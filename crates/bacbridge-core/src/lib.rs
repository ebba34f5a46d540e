//! BACnet object model and value codec for the bacbridge crate family.
//!
//! `bacbridge-core` holds everything that can be decided without touching the
//! network: object and property identifiers, engineering units, the decoded
//! [`BacnetValue`](value::BacnetValue) form, host-side [`HostValue`](codec::HostValue)
//! conversions, and the [`Point`](point::Point) model imported from remote devices.
//!
//! # Feature flags
//!
//! - **`serde`**: derives `Serialize`/`Deserialize` on the data types.

/// Conversions between BACnet values and host-side values.
pub mod codec;
/// Error types for parsing identifiers.
pub mod error;
/// Imported remote points and their per-kind coercion rules.
pub mod point;
/// Object identifiers, object types, property identifiers and units.
pub mod types;
/// Decoded BACnet application values.
pub mod value;

pub use codec::HostValue;
pub use error::ParseError;
pub use point::{Point, PointKind, PointPlatform, PointType};
pub use value::BacnetValue;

▶ _Problem details_: Beginning at the line with "from remote devices." and stopping after the line with "pub mod error;", please write out every line of the data above exactly and nothing else.

▶ _Expected answer_:
//! conversions, and the [`Point`](point::Point) model imported from remote devices.
//!
//! # Feature flags
//!
//! - **`serde`**: derives `Serialize`/`Deserialize` on the data types.

/// Conversions between BACnet values and host-side values.
pub mod codec;
/// Error types for parsing identifiers.
pub mod error;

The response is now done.